Task directions → Which lines come from the start of the records through the line that holds "impl fmt::Display for"? Write them out word for word.

-- Data excerpts follows --

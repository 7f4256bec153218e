//! Payment transaction domain entity.
//! Framework-agnostic representation of a payment transaction and its lifecycle.

use bigdecimal::BigDecimal;
use chrono::{DateTime, Utc};
use serde::{Deserialize, Serialize};
use std::fmt;
use std::str::FromStr;
use thiserror::Error;
use utoipa::ToSchema;

/// Lifecycle state of a payment transaction.
///
/// `Pending` is the only non-terminal state. A transaction leaves it exactly once,
/// either to `Verified` or to `Failed`.
#[derive(Debug, Clone, Copy, PartialEq, Eq, Hash, Serialize, Deserialize, ToSchema)]
#[serde(rename_all = "lowercase")]
pub enum TransactionStatus {
    Pending,
    Verified,
    Failed,
}

impl TransactionStatus {
    pub fn as_str(&self) -> &'static str {
        match self {
            TransactionStatus::Pending => "pending",
            TransactionStatus::Verified => "verified",
            TransactionStatus::Failed => "failed",
        }
    }

    pub fn is_terminal(&self) -> bool {
        !matches!(self, TransactionStatus::Pending)
    }

    /// Whether the state machine allows moving from `self` to `next`.
    pub fn can_transition_to(&self, next: TransactionStatus) -> bool {
        matches!(
            (self, next),
            (TransactionStatus::Pending, TransactionStatus::Verified)
                | (TransactionStatus::Pending, TransactionStatus::Failed)
        )
    }
}

impl fmt::Display for TransactionStatus {
    fn fmt(&self, f: &mut fmt::Formatter<'_>) -> fmt::Result {
        f.write_str(self.as_str())
    }
}

#[derive(Debug, Clone, PartialEq, Eq, Error)]
#[error("unknown transaction status '{0}'")]
pub struct UnknownStatus(pub String);

impl FromStr for TransactionStatus {
    type Err = UnknownStatus;

    fn from_str(s: &str) -> Result<Self, Self::Err> {
        match s {
            "pending" => Ok(TransactionStatus::Pending),
            "verified" => Ok(TransactionStatus::Verified),
            "failed" => Ok(TransactionStatus::Failed),
            other => Err(UnknownStatus(other.to_string())),
        }
    }
}

/// Domain entity representing a payment transaction.
#[derive(Debug, Clone, PartialEq)]
pub struct TransactionRecord {
    pub identifier: String,
    pub owner_id: i64,
    pub amount: BigDecimal,
    pub status: TransactionStatus,
    pub created_at: DateTime<Utc>,
    pub updated_at: DateTime<Utc>,
}

impl TransactionRecord {
    /// Builds a fresh `Pending` record. Callers are expected to have validated `amount`.
    pub fn pending(identifier: String, owner_id: i64, amount: BigDecimal) -> Self {
        let now = Utc::now();
        Self {
            identifier,
            owner_id,
            amount,
            status: TransactionStatus::Pending,
            created_at: now,
            updated_at: now,
        }
    }
}

/// What the caller gets back after creating a transaction.
#[derive(Debug, Clone, PartialEq, Eq)]
pub struct TransactionHandle {
    pub authority: String,
    pub status: TransactionStatus,
}

/// Result of a verification or failure report.
#[derive(Debug, Clone, PartialEq)]
pub enum VerificationOutcome {
    /// This call moved the transaction from `Pending` to `Verified`.
    Verified(TransactionRecord),
    /// This call moved the transaction from `Pending` to `Failed`.
    Failed(TransactionRecord),
    /// The transaction was already terminal; nothing was written.
    AlreadyFinalized(TransactionStatus),
}

impl VerificationOutcome {
    pub fn status(&self) -> TransactionStatus {
        match self {
            VerificationOutcome::Verified(record) | VerificationOutcome::Failed(record) => {
                record.status
            }
            VerificationOutcome::AlreadyFinalized(status) => *status,
        }
    }

    pub fn transitioned(&self) -> bool {
        !matches!(self, VerificationOutcome::AlreadyFinalized(_))
    }
}
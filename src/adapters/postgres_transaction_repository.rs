//! Postgres implementation of TransactionRepository.

use async_trait::async_trait;
use sqlx::PgPool;

use crate::domain::{TransactionRecord, TransactionStatus};
use crate::ports::{RepositoryError, RepositoryResult, TransactionRepository};

const RETURNING_COLUMNS: &str = "identifier, owner_id, amount, status, created_at, updated_at";

/// Postgres-backed transaction repository.
#[derive(Clone)]
pub struct PostgresTransactionRepository {
    pool: PgPool,
}

impl PostgresTransactionRepository {
    pub fn new(pool: PgPool) -> Self {
        Self { pool }
    }
}

#[async_trait]
impl TransactionRepository for PostgresTransactionRepository {
    async fn insert(&self, record: &TransactionRecord) -> RepositoryResult<TransactionRecord> {
        let row = sqlx::query_as::<_, TransactionRow>(&format!(
            r#"
            INSERT INTO payment_transactions (
                identifier, owner_id, amount, status, created_at, updated_at
            ) VALUES ($1, $2, $3, $4, $5, $6)
            RETURNING {RETURNING_COLUMNS}
            "#
        ))
        .bind(&record.identifier)
        .bind(record.owner_id)
        .bind(&record.amount)
        .bind(record.status.as_str())
        .bind(record.created_at)
        .bind(record.updated_at)
        .fetch_one(&self.pool)
        .await
        .map_err(|e| match e {
            sqlx::Error::Database(ref db) if db.is_unique_violation() => {
                RepositoryError::DuplicateIdentifier(record.identifier.clone())
            }
            other => RepositoryError::from(other),
        })?;

        row.into_domain()
    }

    async fn get_by_identifier(&self, identifier: &str) -> RepositoryResult<TransactionRecord> {
        let row = sqlx::query_as::<_, TransactionRow>(&format!(
            "SELECT {RETURNING_COLUMNS} FROM payment_transactions WHERE identifier = $1"
        ))
        .bind(identifier)
        .fetch_optional(&self.pool)
        .await
        .map_err(RepositoryError::from)?;

        row.ok_or_else(|| RepositoryError::NotFound(identifier.to_string()))?
            .into_domain()
    }

    async fn compare_and_swap_status(
        &self,
        identifier: &str,
        expected: TransactionStatus,
        new: TransactionStatus,
    ) -> RepositoryResult<TransactionRecord> {
        // The status guard in the WHERE clause makes this a single conditional write;
        // concurrent callers serialize on the row lock and only one sees a match.
        let row = sqlx::query_as::<_, TransactionRow>(&format!(
            r#"
            UPDATE payment_transactions
            SET status = $3, updated_at = NOW()
            WHERE identifier = $1 AND status = $2
            RETURNING {RETURNING_COLUMNS}
            "#
        ))
        .bind(identifier)
        .bind(expected.as_str())
        .bind(new.as_str())
        .fetch_optional(&self.pool)
        .await
        .map_err(RepositoryError::from)?;

        match row {
            Some(row) => row.into_domain(),
            None => {
                let current = self.get_by_identifier(identifier).await?;
                Err(RepositoryError::Conflict {
                    identifier: identifier.to_string(),
                    expected,
                    actual: current.status,
                })
            }
        }
    }

    async fn list_by_owner(
        &self,
        owner_id: i64,
        limit: i64,
    ) -> RepositoryResult<Vec<TransactionRecord>> {
        let rows = sqlx::query_as::<_, TransactionRow>(&format!(
            r#"
            SELECT {RETURNING_COLUMNS} FROM payment_transactions
            WHERE owner_id = $1
            ORDER BY created_at DESC
            LIMIT $2
            "#
        ))
        .bind(owner_id)
        .bind(limit)
        .fetch_all(&self.pool)
        .await
        .map_err(RepositoryError::from)?;

        rows.into_iter().map(TransactionRow::into_domain).collect()
    }

    async fn health_check(&self) -> RepositoryResult<()> {
        sqlx::query("SELECT 1")
            .execute(&self.pool)
            .await
            .map_err(RepositoryError::from)?;
        Ok(())
    }
}

/// Internal row type for SQLx. Not exposed outside the adapter.
#[derive(Debug, sqlx::FromRow)]
struct TransactionRow {
    identifier: String,
    owner_id: i64,
    amount: bigdecimal::BigDecimal,
    status: String,
    created_at: chrono::DateTime<chrono::Utc>,
    updated_at: chrono::DateTime<chrono::Utc>,
}

impl TransactionRow {
    fn into_domain(self) -> RepositoryResult<TransactionRecord> {
        let status = self
            .status
            .parse::<TransactionStatus>()
            .map_err(|e| RepositoryError::Storage(e.to_string()))?;

        Ok(TransactionRecord {
            identifier: self.identifier,
            owner_id: self.owner_id,
            amount: self.amount,
            status,
            created_at: self.created_at,
            updated_at: self.updated_at,
        })
    }
}
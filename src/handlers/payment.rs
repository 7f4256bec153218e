use axum::{
    extract::{rejection::JsonRejection, Path, Query, State},
    http::StatusCode,
    response::IntoResponse,
    Json,
};
use bigdecimal::BigDecimal;
use chrono::{DateTime, Utc};
use serde::{Deserialize, Serialize};
use utoipa::{IntoParams, ToSchema};

use crate::domain::{CurrentUser, TransactionRecord, TransactionStatus, VerificationOutcome};
use crate::error::AppError;
use crate::AppState;

pub const CODE_OK: u16 = 100;
pub const CODE_ALREADY_FINALIZED: u16 = 101;
pub const CODE_MARKED_FAILED: u16 = 102;

pub const MSG_CREATED: &str = "Transaction created successfully";
pub const MSG_VERIFIED: &str = "Transaction verified successfully";
pub const MSG_ALREADY_FINALIZED: &str = "Transaction already verified or failed";
pub const MSG_FAILED: &str = "Transaction marked as failed";

#[derive(Debug, Deserialize, ToSchema)]
pub struct PaymentRequest {
    /// Amount in minor currency units.
    #[schema(value_type = f64, example = 100000)]
    pub amount: BigDecimal,
}

#[derive(Debug, Serialize, Deserialize, ToSchema)]
pub struct PaymentRequestResponse {
    pub code: u16,
    pub message: String,
    pub authority: String,
}

#[derive(Debug, Deserialize, ToSchema)]
pub struct AuthorityPayload {
    #[schema(example = "9f1c2a8b3e4d45f6a7b8c9d0e1f2a3b4")]
    pub authority: String,
}

#[derive(Debug, Serialize, Deserialize, ToSchema)]
pub struct PaymentStatusResponse {
    pub code: u16,
    pub message: String,
}

#[derive(Debug, Serialize, Deserialize, ToSchema)]
pub struct TransactionView {
    pub authority: String,
    pub owner_id: i64,
    #[schema(value_type = String, example = "100000")]
    pub amount: String,
    pub status: TransactionStatus,
    pub created_at: DateTime<Utc>,
    pub updated_at: DateTime<Utc>,
}

impl From<TransactionRecord> for TransactionView {
    fn from(record: TransactionRecord) -> Self {
        Self {
            authority: record.identifier,
            owner_id: record.owner_id,
            amount: record.amount.to_string(),
            status: record.status,
            created_at: record.created_at,
            updated_at: record.updated_at,
        }
    }
}

#[derive(Debug, Deserialize, IntoParams)]
#[into_params(parameter_in = Query)]
pub struct ListParams {
    /// Number of most recent transactions to return (1-100, default 20).
    pub limit: Option<i64>,
}

fn status_response(outcome: &VerificationOutcome) -> PaymentStatusResponse {
    let (code, message) = match outcome {
        VerificationOutcome::Verified(_) => (CODE_OK, MSG_VERIFIED),
        VerificationOutcome::Failed(_) => (CODE_MARKED_FAILED, MSG_FAILED),
        VerificationOutcome::AlreadyFinalized(_) => (CODE_ALREADY_FINALIZED, MSG_ALREADY_FINALIZED),
    };

    PaymentStatusResponse {
        code,
        message: message.to_string(),
    }
}

#[utoipa::path(
    post,
    path = "/api/v1/payment/request",
    request_body = PaymentRequest,
    responses(
        (status = 201, description = "Transaction created", body = PaymentRequestResponse),
        (status = 400, description = "Malformed body or invalid amount"),
        (status = 401, description = "Unauthenticated")
    ),
    tag = "Transaction"
)]
pub async fn request_payment(
    State(state): State<AppState>,
    user: CurrentUser,
    payload: Result<Json<PaymentRequest>, JsonRejection>,
) -> Result<impl IntoResponse, AppError> {
    let Json(payload) = payload?;
    let handle = state
        .transactions
        .create_transaction(&user, payload.amount)
        .await?;

    Ok((
        StatusCode::CREATED,
        Json(PaymentRequestResponse {
            code: CODE_OK,
            message: MSG_CREATED.to_string(),
            authority: handle.authority,
        }),
    ))
}

#[utoipa::path(
    post,
    path = "/api/v1/payment/verify",
    request_body = AuthorityPayload,
    responses(
        (status = 200, description = "Verified now (code 100) or already finalized (code 101)", body = PaymentStatusResponse),
        (status = 400, description = "Malformed body or authority"),
        (status = 404, description = "Unknown authority")
    ),
    tag = "Transaction"
)]
pub async fn verify_payment(
    State(state): State<AppState>,
    payload: Result<Json<AuthorityPayload>, JsonRejection>,
) -> Result<impl IntoResponse, AppError> {
    let Json(payload) = payload?;
    let outcome = state
        .transactions
        .verify_transaction(&payload.authority)
        .await?;

    Ok(Json(status_response(&outcome)))
}

#[utoipa::path(
    post,
    path = "/api/v1/payment/fail",
    request_body = AuthorityPayload,
    responses(
        (status = 200, description = "Marked failed now (code 102) or already finalized (code 101)", body = PaymentStatusResponse),
        (status = 400, description = "Malformed body or authority"),
        (status = 404, description = "Unknown authority")
    ),
    tag = "Transaction"
)]
pub async fn fail_payment(
    State(state): State<AppState>,
    payload: Result<Json<AuthorityPayload>, JsonRejection>,
) -> Result<impl IntoResponse, AppError> {
    let Json(payload) = payload?;
    let outcome = state
        .transactions
        .fail_transaction(&payload.authority)
        .await?;

    Ok(Json(status_response(&outcome)))
}

#[utoipa::path(
    get,
    path = "/api/v1/payments",
    params(ListParams),
    responses(
        (status = 200, description = "Caller's most recent transactions", body = [TransactionView]),
        (status = 401, description = "Unauthenticated")
    ),
    tag = "Transaction"
)]
pub async fn list_payments(
    State(state): State<AppState>,
    user: CurrentUser,
    Query(params): Query<ListParams>,
) -> Result<impl IntoResponse, AppError> {
    let records = state
        .transactions
        .list_transactions(&user, params.limit)
        .await?;

    Ok(Json(
        records
            .into_iter()
            .map(TransactionView::from)
            .collect::<Vec<_>>(),
    ))
}

#[utoipa::path(
    get,
    path = "/api/v1/payments/{authority}",
    params(("authority" = String, Path, description = "Transaction authority")),
    responses(
        (status = 200, description = "Transaction", body = TransactionView),
        (status = 401, description = "Unauthenticated"),
        (status = 404, description = "Unknown authority")
    ),
    tag = "Transaction"
)]
pub async fn get_payment(
    State(state): State<AppState>,
    user: CurrentUser,
    Path(authority): Path<String>,
) -> Result<impl IntoResponse, AppError> {
    let record = state
        .transactions
        .get_transaction(&user, &authority)
        .await?;

    Ok(Json(TransactionView::from(record)))
}
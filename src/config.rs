use dotenvy::dotenv;
use std::env;
use std::str::FromStr;

#[derive(Debug, Clone, Copy, PartialEq, Eq)]
pub enum StorageBackend {
    Postgres,
    Memory,
}

impl FromStr for StorageBackend {
    type Err = anyhow::Error;

    fn from_str(s: &str) -> Result<Self, Self::Err> {
        match s.trim().to_ascii_lowercase().as_str() {
            "postgres" | "postgresql" => Ok(StorageBackend::Postgres),
            "memory" | "in-memory" => Ok(StorageBackend::Memory),
            other => anyhow::bail!("STORAGE_BACKEND must be 'postgres' or 'memory', got '{}'", other),
        }
    }
}

#[derive(Debug, Clone, Copy, PartialEq, Eq)]
pub enum LogFormat {
    Text,
    Json,
}

impl FromStr for LogFormat {
    type Err = anyhow::Error;

    fn from_str(s: &str) -> Result<Self, Self::Err> {
        match s.trim().to_ascii_lowercase().as_str() {
            "text" | "pretty" => Ok(LogFormat::Text),
            "json" => Ok(LogFormat::Json),
            other => anyhow::bail!("LOG_FORMAT must be 'text' or 'json', got '{}'", other),
        }
    }
}

#[derive(Debug, Clone)]
pub struct Config {
    pub server_port: u16,
    pub storage_backend: StorageBackend,
    pub database_url: Option<String>,
    pub database_max_connections: u32,
    pub log_format: LogFormat,
    pub cors_allowed_origins: Option<Vec<String>>,
}

impl Config {
    pub fn from_env() -> anyhow::Result<Self> {
        dotenv().ok(); // Load .env file if present

        let storage_backend: StorageBackend = env::var("STORAGE_BACKEND")
            .unwrap_or_else(|_| "postgres".to_string())
            .parse()?;

        let database_url = env::var("DATABASE_URL").ok();
        if storage_backend == StorageBackend::Postgres && database_url.is_none() {
            anyhow::bail!("DATABASE_URL must be set when STORAGE_BACKEND is postgres");
        }

        Ok(Config {
            server_port: env::var("SERVER_PORT")
                .unwrap_or_else(|_| "3000".to_string())
                .parse()?,
            storage_backend,
            database_url,
            database_max_connections: env::var("DATABASE_MAX_CONNECTIONS")
                .unwrap_or_else(|_| "5".to_string())
                .parse()?,
            log_format: env::var("LOG_FORMAT")
                .unwrap_or_else(|_| "text".to_string())
                .parse()?,
            cors_allowed_origins: env::var("CORS_ALLOWED_ORIGINS")
                .ok()
                .map(|raw| parse_origins(&raw))
                .filter(|origins| !origins.is_empty()),
        })
    }

    /// The database URL, or an error when running without Postgres.
    pub fn require_database_url(&self) -> anyhow::Result<&str> {
        self.database_url
            .as_deref()
            .ok_or_else(|| anyhow::anyhow!("DATABASE_URL is not configured"))
    }
}

fn parse_origins(raw: &str) -> Vec<String> {
    raw.split(',')
        .map(str::trim)
        .filter(|entry| !entry.is_empty())
        .map(str::to_string)
        .collect()
}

-- Data excerpts concluded --

Final answer →
repository 7f4256bec153218e
//! Payment transaction domain entity.
//! Framework-agnostic representation of a payment transaction and its lifecycle.

use bigdecimal::BigDecimal;
use chrono::{DateTime, Utc};
use serde::{Deserialize, Serialize};
use std::fmt;
use std::str::FromStr;
use thiserror::Error;
use utoipa::ToSchema;

/// Lifecycle state of a payment transaction.
///
/// `Pending` is the only non-terminal state. A transaction leaves it exactly once,
/// either to `Verified` or to `Failed`.
#[derive(Debug, Clone, Copy, PartialEq, Eq, Hash, Serialize, Deserialize, ToSchema)]
#[serde(rename_all = "lowercase")]
pub enum TransactionStatus {
    Pending,
    Verified,
    Failed,
}

impl TransactionStatus {
    pub fn as_str(&self) -> &'static str {
        match self {
            TransactionStatus::Pending => "pending",
            TransactionStatus::Verified => "verified",
            TransactionStatus::Failed => "failed",
        }
    }

    pub fn is_terminal(&self) -> bool {
        !matches!(self, TransactionStatus::Pending)
    }

    /// Whether the state machine allows moving from `self` to `next`.
    pub fn can_transition_to(&self, next: TransactionStatus) -> bool {
        matches!(
            (self, next),
            (TransactionStatus::Pending, TransactionStatus::Verified)
                | (TransactionStatus::Pending, TransactionStatus::Failed)
        )
    }
}

impl fmt::Display for TransactionStatus {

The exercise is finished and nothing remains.